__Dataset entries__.
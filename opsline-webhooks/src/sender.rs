//! Outbound webhook calls

use reqwest::Client;
use thiserror::Error;
use tracing::{debug, warn};

use crate::{Result, SignedEnvelope, WebhookConfig};

/// Why an outbound call did not succeed
#[derive(Error, Debug, Clone, PartialEq, Eq)]
pub enum DeliveryError {
    #[error("request timed out after {0} seconds")]
    Timeout(u64),

    #[error("network error: {0}")]
    Network(String),

    #[error("destination responded with status {0}")]
    Status(u16),

    #[error("payload too large: {size} bytes (max: {max})")]
    TooLarge { size: usize, max: usize },

    #[error("invalid destination URL: {0}")]
    InvalidUrl(String),
}

impl DeliveryError {
    /// Whether retrying the same request could succeed
    pub fn is_retryable(&self) -> bool {
        !matches!(self, Self::TooLarge { .. } | Self::InvalidUrl(_))
    }
}

/// Sends signed envelopes to tenant endpoints with a bounded timeout
#[derive(Debug, Clone)]
pub struct WebhookSender {
    config: WebhookConfig,
    http_client: Client,
}

impl WebhookSender {
    /// Create a sender; fails if the HTTP client cannot be built
    pub fn new(config: WebhookConfig) -> Result<Self> {
        let http_client = Client::builder()
            .timeout(config.timeout())
            .user_agent(&config.user_agent)
            .build()?;

        Ok(Self {
            config,
            http_client,
        })
    }

    /// Get the configuration
    pub fn config(&self) -> &WebhookConfig {
        &self.config
    }

    /// POST the envelope to `url`; returns the destination's status on success
    pub async fn send(
        &self,
        url: &str,
        envelope: &SignedEnvelope,
    ) -> std::result::Result<u16, DeliveryError> {
        if envelope.body.len() > self.config.max_payload_size {
            return Err(DeliveryError::TooLarge {
                size: envelope.body.len(),
                max: self.config.max_payload_size,
            });
        }

        let url = url::Url::parse(url).map_err(|e| DeliveryError::InvalidUrl(e.to_string()))?;

        let mut request = self.http_client.post(url.clone());
        for (name, value) in envelope.headers() {
            request = request.header(name, value);
        }

        let response = request.body(envelope.body.clone()).send().await.map_err(|e| {
            if e.is_timeout() {
                DeliveryError::Timeout(self.config.timeout_secs)
            } else {
                DeliveryError::Network(e.to_string())
            }
        })?;

        let status = response.status().as_u16();
        if response.status().is_success() {
            debug!(url = %url, status, "webhook accepted");
            Ok(status)
        } else {
            warn!(url = %url, status, "webhook rejected by destination");
            Err(DeliveryError::Status(status))
        }
    }
}

#[cfg(test)]
mod tests {
    use super::*;
    use opsline_events::EventBuilder;
    use std::time::Duration;
    use wiremock::matchers::{method, path};
    use wiremock::{Mock, MockServer, ResponseTemplate};

    fn envelope() -> SignedEnvelope {
        let event = EventBuilder::new("order.created", "t-1", "o-1").build();
        SignedEnvelope::seal(&event, Some("secret")).unwrap()
    }

    #[tokio::test]
    async fn test_success_status() {
        let server = MockServer::start().await;
        Mock::given(method("POST"))
            .and(path("/hook"))
            .respond_with(ResponseTemplate::new(204))
            .mount(&server)
            .await;

        let sender = WebhookSender::new(WebhookConfig::default()).unwrap();
        let status = sender
            .send(&format!("{}/hook", server.uri()), &envelope())
            .await
            .unwrap();
        assert_eq!(status, 204);
    }

    #[tokio::test]
    async fn test_error_status() {
        let server = MockServer::start().await;
        Mock::given(method("POST"))
            .respond_with(ResponseTemplate::new(503))
            .mount(&server)
            .await;

        let sender = WebhookSender::new(WebhookConfig::default()).unwrap();
        let err = sender.send(&server.uri(), &envelope()).await.unwrap_err();
        assert_eq!(err, DeliveryError::Status(503));
        assert!(err.is_retryable());
    }

    #[tokio::test]
    async fn test_timeout() {
        let server = MockServer::start().await;
        Mock::given(method("POST"))
            .respond_with(ResponseTemplate::new(200).set_delay(Duration::from_secs(3)))
            .mount(&server)
            .await;

        let sender = WebhookSender::new(WebhookConfig::default().with_timeout_secs(1)).unwrap();
        let err = sender.send(&server.uri(), &envelope()).await.unwrap_err();
        assert_eq!(err, DeliveryError::Timeout(1));
    }

    #[tokio::test]
    async fn test_payload_too_large() {
        let sender =
            WebhookSender::new(WebhookConfig::default().with_max_payload_size(10)).unwrap();
        let err = sender
            .send("http://localhost:9999/webhook", &envelope())
            .await
            .unwrap_err();
        assert!(matches!(err, DeliveryError::TooLarge { max: 10, .. }));
        assert!(!err.is_retryable());
    }
}
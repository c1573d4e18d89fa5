//! Error types for lifecycle operations

use crate::RejectReason;
use thiserror::Error;

/// Errors raised while applying a status change
#[derive(Error, Debug, Clone, PartialEq, Eq)]
pub enum LifecycleError {
    /// The record does not exist in the status store
    #[error("{kind} {entity_id} not found")]
    NotFound { kind: String, entity_id: String },

    /// The transition table refused the change
    #[error("cannot move {kind} from '{from}' to '{to}': {reason}")]
    Rejected {
        kind: String,
        from: String,
        to: String,
        reason: RejectReason,
        /// States the record may move to instead
        allowed: Vec<String>,
    },

    /// The stored state changed between read and write
    #[error("{kind} {entity_id} was modified concurrently (expected state '{expected}')")]
    Conflict {
        kind: String,
        entity_id: String,
        expected: String,
    },

    /// The status store failed
    #[error("Status store error: {0}")]
    Store(String),

    /// A transition table could not be loaded
    #[error("Invalid transition table: {0}")]
    InvalidTable(String),
}

impl LifecycleError {
    /// Allowed next states carried by a rejection, for rendering valid actions
    pub fn allowed_next(&self) -> &[String] {
        match self {
            Self::Rejected { allowed, .. } => allowed,
            _ => &[],
        }
    }
}
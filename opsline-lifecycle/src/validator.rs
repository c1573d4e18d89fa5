//! Transition validation

use crate::TransitionTable;
use std::fmt;

/// Why a transition request was refused.
#[derive(Debug, Clone, Copy, PartialEq, Eq, Hash)]
pub enum RejectReason {
    /// The current state is not a key of the kind's machine
    UnknownState,

    /// The requested state is not a successor of the current state
    IllegalTransition,
}

impl RejectReason {
    /// Stable machine-readable code
    pub fn code(&self) -> &'static str {
        match self {
            Self::UnknownState => "unknown_state",
            Self::IllegalTransition => "illegal_transition",
        }
    }
}

impl fmt::Display for RejectReason {
    fn fmt(&self, f: &mut fmt::Formatter<'_>) -> fmt::Result {
        match self {
            Self::UnknownState => write!(f, "current state is not recognized"),
            Self::IllegalTransition => write!(f, "transition is not allowed"),
        }
    }
}

/// Outcome of validating one transition request.
#[derive(Debug, Clone, Copy, PartialEq, Eq, Hash)]
pub enum TransitionResult {
    Allowed,
    Rejected(RejectReason),
}

impl TransitionResult {
    /// Whether the transition may proceed
    pub fn is_allowed(&self) -> bool {
        matches!(self, Self::Allowed)
    }

    /// Rejection reason, if rejected
    pub fn reason(&self) -> Option<RejectReason> {
        match self {
            Self::Allowed => None,
            Self::Rejected(reason) => Some(*reason),
        }
    }
}

/// Check whether `entity_kind` may move from `current_state` to `requested_state`.
///
/// A state moving to itself is only allowed when the table lists it as its
/// own successor. An entity kind missing from the table has no recognized
/// states, so every request for it is `UnknownState`.
pub fn validate(
    table: &TransitionTable,
    entity_kind: &str,
    current_state: &str,
    requested_state: &str,
) -> TransitionResult {
    let Some(allowed) = table
        .machine(entity_kind)
        .and_then(|machine| machine.successors(current_state))
    else {
        return TransitionResult::Rejected(RejectReason::UnknownState);
    };

    if allowed.contains(requested_state) {
        TransitionResult::Allowed
    } else {
        TransitionResult::Rejected(RejectReason::IllegalTransition)
    }
}

impl TransitionTable {
    /// Method form of [`validate`]
    pub fn validate(
        &self,
        entity_kind: &str,
        current_state: &str,
        requested_state: &str,
    ) -> TransitionResult {
        validate(self, entity_kind, current_state, requested_state)
    }
}
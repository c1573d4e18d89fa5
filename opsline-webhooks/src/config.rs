//! Configuration for outbound delivery and the durable queue

use serde::{Deserialize, Serialize};
use std::time::Duration;

/// Outbound webhook settings
#[derive(Debug, Clone, PartialEq, Eq, Serialize, Deserialize)]
#[serde(default)]
pub struct WebhookConfig {
    /// Timeout for the call to the tenant endpoint, in seconds
    pub timeout_secs: u64,

    /// User-Agent header for outgoing requests
    pub user_agent: String,

    /// Maximum serialized event size in bytes
    pub max_payload_size: usize,
}

impl Default for WebhookConfig {
    fn default() -> Self {
        Self {
            timeout_secs: 10,
            user_agent: format!("Opsline-Webhooks/{}", env!("CARGO_PKG_VERSION")),
            max_payload_size: 1024 * 1024, // 1MB
        }
    }
}

impl WebhookConfig {
    /// Create a new configuration with defaults
    pub fn new() -> Self {
        Self::default()
    }

    pub fn timeout(&self) -> Duration {
        Duration::from_secs(self.timeout_secs)
    }

    /// Set the timeout in seconds
    pub fn with_timeout_secs(mut self, secs: u64) -> Self {
        self.timeout_secs = secs;
        self
    }

    /// Set maximum payload size
    pub fn with_max_payload_size(mut self, size: usize) -> Self {
        self.max_payload_size = size;
        self
    }
}

/// Durable queue settings.
///
/// The queue publishes with `POST {publish_url}/{destination}` and later
/// calls `destination` (the delivery worker) with a signed JWT in
/// `signature_header`.
#[derive(Clone, PartialEq, Eq, Serialize, Deserialize)]
#[serde(default)]
pub struct QueueConfig {
    /// Base publish endpoint of the queue service
    pub publish_url: String,

    /// Bearer token for publishing
    pub token: Option<String>,

    /// Public URL of the delivery worker
    pub destination: String,

    /// Retry budget handed to the queue with each job
    pub max_retries: u32,

    /// Header carrying the queue's JWT on worker calls
    pub signature_header: String,

    /// Header carrying how many times the queue already retried
    pub retried_header: String,

    /// Header telling the queue how many retries to attempt
    pub retries_header: String,

    /// Key the queue currently signs with
    pub current_signing_key: Option<String>,

    /// Key the queue will sign with after rotation
    pub next_signing_key: Option<String>,

    /// Expected `iss` claim; unchecked when `None`
    pub issuer: Option<String>,

    /// Clock skew allowed on `exp`/`nbf`, in seconds
    pub leeway_secs: u64,
}

impl std::fmt::Debug for QueueConfig {
    fn fmt(&self, f: &mut std::fmt::Formatter<'_>) -> std::fmt::Result {
        let redact = |value: &Option<String>| value.as_ref().map(|_| "<redacted>");
        f.debug_struct("QueueConfig")
            .field("publish_url", &self.publish_url)
            .field("token", &redact(&self.token))
            .field("destination", &self.destination)
            .field("max_retries", &self.max_retries)
            .field("signature_header", &self.signature_header)
            .field("retried_header", &self.retried_header)
            .field("retries_header", &self.retries_header)
            .field("current_signing_key", &redact(&self.current_signing_key))
            .field("next_signing_key", &redact(&self.next_signing_key))
            .field("issuer", &self.issuer)
            .field("leeway_secs", &self.leeway_secs)
            .finish()
    }
}

impl Default for QueueConfig {
    fn default() -> Self {
        Self {
            publish_url: "http://localhost:8080/v2/publish".to_string(),
            token: None,
            destination: "http://localhost:3000/webhooks/deliver".to_string(),
            max_retries: 3,
            signature_header: "Upstash-Signature".to_string(),
            retried_header: "Upstash-Retried".to_string(),
            retries_header: "Upstash-Retries".to_string(),
            current_signing_key: None,
            next_signing_key: None,
            issuer: None,
            leeway_secs: 5,
        }
    }
}

impl QueueConfig {
    /// Create a new configuration with defaults
    pub fn new() -> Self {
        Self::default()
    }

    pub fn with_publish_url(mut self, url: impl Into<String>) -> Self {
        self.publish_url = url.into();
        self
    }

    pub fn with_token(mut self, token: impl Into<String>) -> Self {
        self.token = Some(token.into());
        self
    }

    pub fn with_destination(mut self, url: impl Into<String>) -> Self {
        self.destination = url.into();
        self
    }

    pub fn with_max_retries(mut self, retries: u32) -> Self {
        self.max_retries = retries;
        self
    }

    /// Set the current and next signing keys
    pub fn with_signing_keys(
        mut self,
        current: impl Into<String>,
        next: Option<impl Into<String>>,
    ) -> Self {
        self.current_signing_key = Some(current.into());
        self.next_signing_key = next.map(Into::into);
        self
    }

    pub fn with_issuer(mut self, issuer: impl Into<String>) -> Self {
        self.issuer = Some(issuer.into());
        self
    }

    /// Whether any signing key is configured
    pub fn has_signing_keys(&self) -> bool {
        [&self.current_signing_key, &self.next_signing_key]
            .into_iter()
            .flatten()
            .any(|key| !key.is_empty())
    }
}

#[cfg(test)]
mod tests {
    use super::*;

    #[test]
    fn test_defaults() {
        let config = WebhookConfig::default();
        assert_eq!(config.timeout(), Duration::from_secs(10));
        assert_eq!(config.max_payload_size, 1024 * 1024);

        let queue = QueueConfig::default();
        assert_eq!(queue.max_retries, 3);
        assert!(!queue.has_signing_keys());
    }

    #[test]
    fn test_partial_deserialize_keeps_defaults() {
        let queue: QueueConfig =
            serde_json::from_str(r#"{"max_retries": 5, "current_signing_key": "k1"}"#).unwrap();
        assert_eq!(queue.max_retries, 5);
        assert!(queue.has_signing_keys());
        assert_eq!(queue.signature_header, "Upstash-Signature");
    }

    #[test]
    fn test_debug_redacts_keys() {
        let queue = QueueConfig::new()
            .with_token("tok")
            .with_signing_keys("key-a", Some("key-b"));
        let debug = format!("{:?}", queue);
        assert!(!debug.contains("key-a"));
        assert!(!debug.contains("tok\""));
    }
}
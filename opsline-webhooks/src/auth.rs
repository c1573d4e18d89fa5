//! Authentication of calls from the durable queue
//!
//! The queue signs each call to the delivery worker with an HS256 JWT. The
//! `body` claim binds the token to the request body (URL-safe base64 of its
//! SHA-256) and the `sub` claim to the worker's own URL. Two keys are
//! accepted so the queue can rotate without an outage: the current key is
//! tried first, then the next key.

use base64::Engine;
use base64::engine::general_purpose::URL_SAFE_NO_PAD;
use chrono::Utc;
use jsonwebtoken::errors::ErrorKind;
use jsonwebtoken::{Algorithm, DecodingKey, EncodingKey, Header, Validation, decode, encode};
use serde::{Deserialize, Serialize};
use sha2::{Digest, Sha256};
use tracing::debug;
use uuid::Uuid;

use crate::signature::constant_time_compare;
use crate::{QueueConfig, Result, WebhookError};

/// Claims carried by a queue signature
#[derive(Debug, Clone, PartialEq, Eq, Serialize, Deserialize)]
pub struct QueueClaims {
    pub iss: String,
    /// URL the queue called
    pub sub: String,
    pub exp: i64,
    pub nbf: i64,
    pub iat: i64,
    pub jti: String,
    /// URL-safe base64 SHA-256 of the request body
    pub body: String,
}

/// URL-safe base64 SHA-256 of a body, without padding
pub fn body_digest(body: &[u8]) -> String {
    URL_SAFE_NO_PAD.encode(Sha256::digest(body))
}

/// Verifies queue signatures with a current/next key pair
#[derive(Clone)]
pub struct QueueAuthenticator {
    keys: Vec<DecodingKey>,
    validation: Validation,
}

impl std::fmt::Debug for QueueAuthenticator {
    fn fmt(&self, f: &mut std::fmt::Formatter<'_>) -> std::fmt::Result {
        f.debug_struct("QueueAuthenticator")
            .field("keys", &self.keys.len())
            .finish_non_exhaustive()
    }
}

impl QueueAuthenticator {
    /// Build from queue settings; empty keys are ignored.
    ///
    /// Tokens must name `config.destination` as their subject.
    pub fn new(config: &QueueConfig) -> Self {
        let keys = [&config.current_signing_key, &config.next_signing_key]
            .into_iter()
            .flatten()
            .filter(|key| !key.is_empty())
            .map(|key| DecodingKey::from_secret(key.as_bytes()))
            .collect();

        let mut validation = Validation::new(Algorithm::HS256);
        validation.leeway = config.leeway_secs;
        validation.validate_nbf = true;
        validation.set_required_spec_claims(&["exp", "nbf", "iss", "sub"]);
        validation.sub = Some(config.destination.clone());
        if let Some(issuer) = &config.issuer {
            validation.set_issuer(&[issuer]);
        }

        Self { keys, validation }
    }

    /// An authenticator that accepts every call
    pub fn disabled() -> Self {
        Self::new(&QueueConfig::default())
    }

    /// Whether verification is on.
    ///
    /// With no keys the check is skipped; only acceptable outside production.
    pub fn is_enabled(&self) -> bool {
        !self.keys.is_empty()
    }

    /// Verify a queue signature against the request body.
    ///
    /// Returns `Ok(None)` when verification is disabled.
    pub fn verify(&self, token: Option<&str>, body: &[u8]) -> Result<Option<QueueClaims>> {
        if !self.is_enabled() {
            return Ok(None);
        }

        let token = token
            .map(str::trim)
            .filter(|t| !t.is_empty())
            .ok_or(WebhookError::SignatureMissing)?;

        let mut last_error = None;
        for (index, key) in self.keys.iter().enumerate() {
            match decode::<QueueClaims>(token, key, &self.validation) {
                Ok(data) => {
                    let claims = data.claims;
                    let claimed = claims.body.trim_end_matches('=');
                    if !constant_time_compare(claimed, &body_digest(body)) {
                        return Err(WebhookError::SignatureInvalid(
                            "body hash does not match".to_string(),
                        ));
                    }
                    debug!(key_index = index, jti = %claims.jti, "queue signature verified");
                    return Ok(Some(claims));
                }
                // Only a signature mismatch means the other key might work
                Err(e) if matches!(e.kind(), ErrorKind::InvalidSignature) => {
                    last_error = Some(e);
                }
                Err(e) => return Err(WebhookError::SignatureInvalid(e.to_string())),
            }
        }

        Err(WebhookError::SignatureInvalid(
            last_error
                .map(|e| e.to_string())
                .unwrap_or_else(|| "no key accepted the token".to_string()),
        ))
    }
}

/// Produces queue signatures the way the queue service does.
///
/// Used by tests and local tooling that stand in for the queue.
#[derive(Clone)]
pub struct QueueSigner {
    key: EncodingKey,
    issuer: String,
    ttl_secs: i64,
}

impl QueueSigner {
    pub fn new(key: impl AsRef<[u8]>, issuer: impl Into<String>) -> Self {
        Self {
            key: EncodingKey::from_secret(key.as_ref()),
            issuer: issuer.into(),
            ttl_secs: 300,
        }
    }

    pub fn with_ttl_secs(mut self, ttl_secs: i64) -> Self {
        self.ttl_secs = ttl_secs;
        self
    }

    /// Sign a call to `destination` carrying `body`
    pub fn sign(&self, destination: &str, body: &[u8]) -> Result<String> {
        let now = Utc::now().timestamp();
        let claims = QueueClaims {
            iss: self.issuer.clone(),
            sub: destination.to_string(),
            exp: now + self.ttl_secs,
            nbf: now,
            iat: now,
            jti: format!("jwt_{}", Uuid::new_v4().simple()),
            body: body_digest(body),
        };

        encode(&Header::new(Algorithm::HS256), &claims, &self.key)
            .map_err(|e| WebhookError::SignatureInvalid(e.to_string()))
    }
}
//! Event errors

use thiserror::Error;

/// Event errors
#[derive(Error, Debug)]
pub enum EventError {
    #[error("Event serialization failed: {0}")]
    Serialization(#[from] serde_json::Error),

    #[error("Event '{event_type}' is missing required fields: {}", missing.join(", "))]
    MissingFields {
        event_type: String,
        missing: Vec<String>,
    },
}
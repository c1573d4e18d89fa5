//! Signed webhook envelopes

use chrono::{DateTime, SecondsFormat, Utc};
use opsline_events::DomainEvent;

use crate::{Result, WebhookSignature, headers};

/// One outbound webhook request, computed per delivery attempt.
///
/// Never cached between attempts: the tenant may rotate its secret in
/// between.
#[derive(Debug, Clone, PartialEq, Eq)]
pub struct SignedEnvelope {
    /// Serialized [`DomainEvent`]
    pub body: Vec<u8>,
    /// Hex HMAC-SHA256 of `body`; `None` when the tenant has no secret
    pub signature: Option<String>,
    pub event_type: String,
    pub event_id: String,
    /// RFC 3339 seal time
    pub timestamp: String,
}

impl SignedEnvelope {
    /// Serialize and sign an event.
    ///
    /// An empty secret counts as no secret.
    pub fn seal(event: &DomainEvent, secret: Option<&str>) -> Result<Self> {
        Self::seal_at(event, secret, Utc::now())
    }

    /// Like [`seal`](Self::seal) with an explicit timestamp
    pub fn seal_at(event: &DomainEvent, secret: Option<&str>, at: DateTime<Utc>) -> Result<Self> {
        let body = event.to_json_bytes()?;
        let signature = secret
            .filter(|secret| !secret.is_empty())
            .map(|secret| WebhookSignature::new(secret).sign(&body));

        Ok(Self {
            body,
            signature,
            event_type: event.event_type.clone(),
            event_id: event.event_id.to_string(),
            timestamp: at.to_rfc3339_opts(SecondsFormat::Secs, true),
        })
    }

    /// Headers to send with the body
    pub fn headers(&self) -> Vec<(&'static str, String)> {
        let mut out = vec![
            ("Content-Type", "application/json".to_string()),
            (headers::EVENT_TYPE, self.event_type.clone()),
            (headers::TIMESTAMP, self.timestamp.clone()),
            (headers::WEBHOOK_ID, self.event_id.clone()),
        ];
        if let Some(signature) = &self.signature {
            out.push((headers::SIGNATURE, signature.clone()));
        }
        out
    }

    pub fn is_signed(&self) -> bool {
        self.signature.is_some()
    }
}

__THE TASK__.
Return only the number of lines in the data that contain "true".

__EXPECTED ANSWER__.
2